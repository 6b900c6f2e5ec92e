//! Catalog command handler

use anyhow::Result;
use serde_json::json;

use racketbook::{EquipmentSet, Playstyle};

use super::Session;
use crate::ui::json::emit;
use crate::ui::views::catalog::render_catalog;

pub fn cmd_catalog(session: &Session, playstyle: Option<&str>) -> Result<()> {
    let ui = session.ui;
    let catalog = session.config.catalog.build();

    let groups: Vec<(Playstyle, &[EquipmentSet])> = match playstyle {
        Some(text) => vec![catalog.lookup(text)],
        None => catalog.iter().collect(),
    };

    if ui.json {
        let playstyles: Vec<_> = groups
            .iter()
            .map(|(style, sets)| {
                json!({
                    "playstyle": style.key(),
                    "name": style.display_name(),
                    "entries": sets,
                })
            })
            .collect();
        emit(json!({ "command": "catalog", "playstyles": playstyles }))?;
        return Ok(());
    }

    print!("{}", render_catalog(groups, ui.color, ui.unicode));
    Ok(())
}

########

● **WHAT TO WORK ON**:
Keep every word as given and return the full listing.

● **SOLVED EXERCISE**:
repository 6b900c6f2e5ec92e
//! Catalog command handler

use anyhow::Result;
use serde_json::json;

use racketbook::{EquipmentSet, Playstyle};

use super::Session;
use crate::ui::json::emit;
use crate::ui::views::catalog::render_catalog;

pub fn cmd_catalog(session: &Session, playstyle: Option<&str>) -> Result<()> {
    let ui = session.ui;
    let catalog = session.config.catalog.build();

    let groups: Vec<(Playstyle, &[EquipmentSet])> = match playstyle {
        Some(text) => vec![catalog.lookup(text)],
        None => catalog.iter().collect(),
    };

    if ui.json {
        let playstyles: Vec<_> = groups
            .iter()
            .map(|(style, sets)| {
                json!({
                    "playstyle": style.key(),
                    "name": style.display_name(),
                    "entries": sets,
                })
            })
            .collect();
        emit(json!({ "command": "catalog", "playstyles": playstyles }))?;
        return Ok(());
    }

    print!("{}", render_catalog(groups, ui.color, ui.unicode));
    Ok(())
}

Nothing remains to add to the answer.